Mary Magdalene, after all, had seen the newly risen Jesus that morning. She’d mistaken him briefly for a gardener, but she recognized him when he called her name.
Then she went and told the disciples this: “I have seen the Lord.”
And they? They did nothing. They got together; perhaps they were discussing the news, but they were concerned enough that the Roman governor would not stop with executing one Galilean, but continue on with them, to see that the door was locked behind them.
Without, strangely enough, Thomas. Perhaps he wasn’t there because he was the bravest one?
And then: Jesus stood there, alive and embodied. He was no ghost, but his resurrected body had a power that doors and locks could not resist.
So they told Thomas, “We have seen the Lord.” That’s exactly what Mary Magdalene had told them. They didn’t believe her then. Thomas didn’t believe them when they said it, either.
“Doubting Thomas”? No, more like “doubting disciples.”
Karoline Lewis, who I quote so often because she’s so incredibly insightful, writes: “Forever called ‘the Doubter.’ And even when we recall that the [Greek] word ‘doubt’ never appears in your story, that Jesus says to you, ‘do not be unbelieving but believing,’ that believing in the Gospel of John has nothing to do with an assent to claims and creeds of faith but is rather a synonym for relationship with Jesus, you are still given a name you don’t deserve. That happens a lot with name-calling, doesn’t it?”

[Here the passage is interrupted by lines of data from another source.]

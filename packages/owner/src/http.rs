//! HTTP client wrapper for calls to the registry and captcha services.
//!
//! Calls are single attempts. A timeout or connection failure surfaces as
//! `OwnerError::Http`, a non-success status as `OwnerError::UpstreamStatus`.

use std::time::Duration;

use reqwest::blocking::{Client, RequestBuilder};

use crate::error::{OwnerError, Result};

/// User agent string identifying this service.
const USER_AGENT: &str = concat!("plotinfo-owner/", env!("CARGO_PKG_VERSION"));

/// Create a configured HTTP client.
///
/// # Arguments
/// * `timeout` - Total timeout applied to every request
///
/// # Returns
/// A `reqwest::blocking::Client` configured with timeout and user agent.
pub fn create_client(timeout: Duration) -> Result<Client> {
    let client = Client::builder()
        .timeout(timeout)
        .user_agent(USER_AGENT)
        .build()?;
    Ok(client)
}

/// Send a prepared request and return the response body as text.
///
/// Non-success responses are logged with their body verbatim.
///
/// # Arguments
/// * `request` - Request to send
/// * `service` - Service name used in logs and errors
pub fn send_text(request: RequestBuilder, service: &'static str) -> Result<String> {
    let response = request.send().map_err(|e| {
        tracing::error!(service, error = %e, "upstream request failed");
        OwnerError::Http(e)
    })?;

    let status = response.status();
    let body = response.text()?;

    if !status.is_success() {
        tracing::error!(service, status = %status, "upstream error response:\n\n{body}");
        return Err(OwnerError::UpstreamStatus {
            service,
            status: status.as_u16(),
            body,
        });
    }

    Ok(body)
}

Poor Thomas. Because the real reason John tell us his story is to pass on these words of Jesus: “Blessed are those who have not seen and yet have come to believe.”

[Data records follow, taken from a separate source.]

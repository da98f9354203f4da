//! GBDBS registry client.
//!
//! Sends a `GetParcelsByIdRequest` (GBDBS 2.1) for one EGRID and extracts
//! the lookup tables from the response.

use chrono::{DateTime, Utc};
use reqwest::blocking::Client;
use reqwest::header::{ACCEPT, CONTENT_TYPE};

use crate::config::{validate_egrid, OwnerConfig};
use crate::error::Result;
use crate::extract::parse_registry_response;
use crate::http::send_text;
use crate::resolver::ParcelSource;
use crate::types::RegistryRecords;

/// Service name used in logs and errors.
pub const GBDBS_SERVICE: &str = "GBDBS";

/// Client for the GBDBS registry endpoint.
#[derive(Debug, Clone)]
pub struct RegistryClient {
    client: Client,
    service_url: String,
    transaction_prefix: String,
    hide_owner_addresses: bool,
}

impl RegistryClient {
    /// Create a registry client on top of a shared HTTP client.
    pub fn new(client: Client, config: &OwnerConfig) -> Self {
        Self {
            client,
            service_url: config.gbdbs_service_url.clone(),
            transaction_prefix: config.transaction_prefix.clone(),
            hide_owner_addresses: config.hide_owner_addresses,
        }
    }

    /// Fetch the raw registry document for `egrid`.
    ///
    /// Single attempt; a timeout, connection failure or non-success status
    /// is returned as an error.
    pub fn fetch_parcel_document(&self, egrid: &str) -> Result<String> {
        validate_egrid(egrid)?;

        let transaction_id = transaction_id(&self.transaction_prefix, Utc::now());
        tracing::info!(
            url = %self.service_url,
            egrid,
            transaction_id = %transaction_id,
            "POST GBDBS request"
        );

        let request = self
            .client
            .post(&self.service_url)
            .header(CONTENT_TYPE, "text/xml; charset=utf-8")
            .header(ACCEPT, "application/xml")
            .body(build_request(&transaction_id, egrid));

        send_text(request, GBDBS_SERVICE)
    }

    /// Fetch and extract the registry records for `egrid`.
    pub fn fetch_records(&self, egrid: &str) -> Result<RegistryRecords> {
        let xml = self.fetch_parcel_document(egrid)?;
        let records = parse_registry_response(&xml, egrid, self.hide_owner_addresses)?;

        tracing::debug!(
            egrid,
            parcels = records.parcels.len(),
            persons = records.persons.len(),
            rights = records.rights.len(),
            "extracted registry records"
        );
        Ok(records)
    }
}

impl ParcelSource for RegistryClient {
    fn parcel_records(&self, egrid: &str) -> Result<RegistryRecords> {
        self.fetch_records(egrid)
    }
}

/// Build a transaction id like `SOMAP-20240131-142501-123456`.
pub fn transaction_id(prefix: &str, now: DateTime<Utc>) -> String {
    format!("{prefix}-{}", now.format("%Y%m%d-%H%M%S-%6f"))
}

/// Build the SOAP request body. `egrid` must already be validated.
pub fn build_request(transaction_id: &str, egrid: &str) -> String {
    format!(
        r#"<?xml version="1.0"?>
<soapenv:Envelope
    xmlns:ns="http://schemas.geo.admin.ch/BJ/TGBV/GBDBS/2.1"
    xmlns:soapenv="http://schemas.xmlsoap.org/soap/envelope/">
    <soapenv:Header/>
    <soapenv:Body>
        <ns:GetParcelsByIdRequest>
            <ns:version>2.1</ns:version>
            <ns:transactionId>{transaction_id}</ns:transactionId>
            <ns:BezugInhalt>IndexMitEigentum</ns:BezugInhalt>
            <ns:includeHistory>false</ns:includeHistory>
            <ns:Id>{egrid}::::</ns:Id>
        </ns:GetParcelsByIdRequest>
    </soapenv:Body>
</soapenv:Envelope>"#
    )
}

#[cfg(test)]
mod tests {
    use super::*;
    use crate::xml::{find_by_path, node_value};
    use chrono::TimeZone;
    use roxmltree::Document;

    #[test]
    fn test_transaction_id_format() {
        let now = Utc
            .with_ymd_and_hms(2024, 1, 31, 14, 25, 1)
            .single()
            .unwrap()
            + chrono::Duration::microseconds(42);
        assert_eq!(transaction_id("SOMAP", now), "SOMAP-20240131-142501-000042");
    }

    #[test]
    fn test_build_request_is_valid_soap() {
        let body = build_request("SOMAP-1", "CH207506973252");
        let doc = Document::parse(&body).unwrap();

        let request = find_by_path(doc.root(), "Envelope/Body/GetParcelsByIdRequest").unwrap();
        assert_eq!(node_value(request, "version"), Some("2.1"));
        assert_eq!(node_value(request, "transactionId"), Some("SOMAP-1"));
        assert_eq!(node_value(request, "BezugInhalt"), Some("IndexMitEigentum"));
        assert_eq!(node_value(request, "includeHistory"), Some("false"));
        assert_eq!(node_value(request, "Id"), Some("CH207506973252::::"));
    }

    #[test]
    fn test_fetch_rejects_invalid_egrid_without_request() {
        let config = OwnerConfig::new("http://127.0.0.1:9/gbdbs");
        let client = RegistryClient::new(Client::new(), &config);

        let result = client.fetch_parcel_document("CH1</ns:Id>");
        assert!(matches!(result, Err(crate::error::OwnerError::InvalidEgrid(_))));
    }
}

“Blessed are those who have not seen and yet have come to believe.”
It was people who had not seen Jesus, pre- or post-resurrection, for whom John wrote his book. People like John himself, who nowhere in his gospel claims to be an eyewitness. He hadn’t been part of Jesus’ circle during his ministry, and he hadn’t been there to see his resurrection. This was a new generation of Christians.

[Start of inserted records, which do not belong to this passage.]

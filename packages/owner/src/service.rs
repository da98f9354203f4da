//! Plot owner service: captcha-gated ownership lookup for one EGRID.

use serde::{Deserialize, Serialize};

use crate::captcha::CaptchaVerifier;
use crate::config::{validate_egrid, OwnerConfig};
use crate::error::{OwnerError, Result};
use crate::format::ownership_form_label;
use crate::http::create_client;
use crate::registry::RegistryClient;
use crate::resolver::OwnershipResolver;
use crate::types::{BeneficiaryEntry, Classification, OwnershipSummary};

/// Ownership of a parcel as presented to clients.
#[derive(Debug, Clone, PartialEq, Eq, Serialize, Deserialize)]
pub struct OwnershipDisplay {
    /// Parcel label, e.g. `GB-Nr. 575 Solothurn`.
    pub grundstueck: String,
    /// Display ownership form, `"Miteigentum (Stockwerkeigentum)"` for condominiums.
    pub eigentumsform: Option<String>,
    pub eigentuemer: Vec<OwnerDisplay>,
    #[serde(default, skip_serializing_if = "Option::is_none")]
    pub beschreibung: Option<String>,
}

/// One owner line of an [`OwnershipDisplay`].
#[derive(Debug, Clone, PartialEq, Eq, Serialize, Deserialize)]
#[serde(untagged)]
pub enum OwnerDisplay {
    Parcel {
        grundstueck: String,
        berechtigte: Vec<String>,
        #[serde(default, skip_serializing_if = "Option::is_none")]
        beschreibung: Option<String>,
    },
    Persons {
        berechtigte: Vec<String>,
    },
}

/// Result of an owner info request, serialized as
/// `{"eigentum": ..., "success": true}` or `{"error": ..., "success": false}`.
#[derive(Debug, Clone, PartialEq, Eq, Serialize, Deserialize)]
#[serde(untagged)]
pub enum OwnerInfoResponse {
    Success {
        eigentum: OwnershipDisplay,
        success: bool,
    },
    Failure {
        error: String,
        success: bool,
    },
}

impl OwnerInfoResponse {
    pub fn success(eigentum: OwnershipDisplay) -> Self {
        Self::Success {
            eigentum,
            success: true,
        }
    }

    pub fn failure(error: impl Into<String>) -> Self {
        Self::Failure {
            error: error.into(),
            success: false,
        }
    }

    #[must_use]
    pub fn is_success(&self) -> bool {
        matches!(self, Self::Success { .. })
    }
}

impl From<&OwnershipSummary> for OwnershipDisplay {
    fn from(summary: &OwnershipSummary) -> Self {
        Self {
            grundstueck: summary.parcel.clone(),
            eigentumsform: display_ownership_form(
                summary.ownership_form.as_deref(),
                summary.classification,
            ),
            eigentuemer: summary.beneficiaries.iter().map(OwnerDisplay::from).collect(),
            beschreibung: summary.description.clone(),
        }
    }
}

impl From<&BeneficiaryEntry> for OwnerDisplay {
    fn from(entry: &BeneficiaryEntry) -> Self {
        match entry {
            BeneficiaryEntry::Persons { addresses } => Self::Persons {
                berechtigte: addresses.clone(),
            },
            BeneficiaryEntry::NestedParcel {
                label,
                beneficiaries,
                description,
            } => Self::Parcel {
                grundstueck: label.clone(),
                berechtigte: beneficiaries.clone(),
                beschreibung: description.clone(),
            },
        }
    }
}

/// Display text for the ownership form, marking condominium ownership.
///
/// # Examples
/// ```
/// use plotinfo_owner::service::display_ownership_form;
/// use plotinfo_owner::types::Classification;
///
/// assert_eq!(
///     display_ownership_form(Some("MitEigentum"), Some(Classification::StockwerksEinheit)),
///     Some("Miteigentum (Stockwerkeigentum)".to_string())
/// );
/// assert_eq!(display_ownership_form(Some("AlleinEigentum"), None), Some("Alleineigentum".to_string()));
/// ```
#[must_use]
pub fn display_ownership_form(
    ownership_form: Option<&str>,
    classification: Option<Classification>,
) -> Option<String> {
    let form = ownership_form.map(ownership_form_label);
    match classification {
        Some(Classification::StockwerksEinheit) => {
            let unit = ownership_form_label(Classification::StockwerksEinheit.as_str());
            Some(match form {
                Some(form) => format!("{form} ({unit})"),
                None => unit.to_string(),
            })
        }
        _ => form.map(String::from),
    }
}

/// Captcha-gated plot owner lookups.
#[derive(Debug, Clone)]
pub struct PlotOwnerService {
    registry: RegistryClient,
    captcha: CaptchaVerifier,
}

impl PlotOwnerService {
    /// Create the service with one HTTP client shared by all upstream calls.
    pub fn new(config: &OwnerConfig) -> Result<Self> {
        let client = create_client(config.timeout)?;
        Ok(Self {
            registry: RegistryClient::new(client.clone(), config),
            captcha: CaptchaVerifier::new(client, config.captcha.clone()),
        })
    }

    /// Resolve the ownership of `egrid` after verifying `captcha_token`.
    ///
    /// Parcels holding a right are loaded one level deep; a failure there
    /// only marks that entry.
    pub fn owner_info(&self, egrid: &str, captcha_token: &str) -> Result<OwnershipSummary> {
        validate_egrid(egrid)?;
        self.captcha.verify(captcha_token)?;

        let records = self.registry.fetch_records(egrid)?;
        let parcel = records
            .parcel_by_egrid(egrid)
            .ok_or_else(|| OwnerError::NotFound(egrid.to_string()))?;

        Ok(OwnershipResolver::new(&self.registry).resolve(parcel, &records, true))
    }

    /// Like [`Self::owner_info`], but as a response for clients. Never fails.
    pub fn info(&self, egrid: &str, captcha_token: &str) -> OwnerInfoResponse {
        match self.owner_info(egrid, captcha_token) {
            Ok(summary) => OwnerInfoResponse::success(OwnershipDisplay::from(&summary)),
            Err(e) => {
                tracing::error!(egrid, error = %e, "owner info request failed");
                OwnerInfoResponse::failure(public_message(&e, egrid))
            }
        }
    }
}

/// Client-facing message for a failed request.
///
/// Upstream details stay in the log.
fn public_message(error: &OwnerError, egrid: &str) -> String {
    let unreadable = matches!(
        error,
        OwnerError::XmlParse(_) | OwnerError::MissingElement { .. }
    );
    if error.is_upstream_unavailable() || unreadable {
        format!("Could not load XML for EGRID {egrid}")
    } else {
        error.to_string()
    }
}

John wrote his gospel for people like us. “Blessed are we who have not seen and yet have come to believe.”
Blessed are we, for we have not seen and yet have come into relationship with the risen Christ.
Or have we?
There was a time when I did not believe. I don’t say doubt, because doubt suggests that I was uncertain. I wasn’t in the least uncertain. I knew for sure that there was no God, no Christ, no resurrection, with all the certainty of a stubborn Swede.
It was doubt – doubt of my own correctness – that opened the way toward belief. Theologian Paul Tillich wrote, “Doubt isn’t the opposite of faith; it is an element of faith.” Doubt let me shift my viewpoint on the world, let me dream a different reality, let me consider an unimagined power.
Doubt also helps guard us from charlatans, frauds, and false guides. As Nancy Rockwell writes: “Never was skepticism more important to cultivate in ourselves than now… ‘Believe us,’ is the urging of scam artists. And doubt is our best protection.”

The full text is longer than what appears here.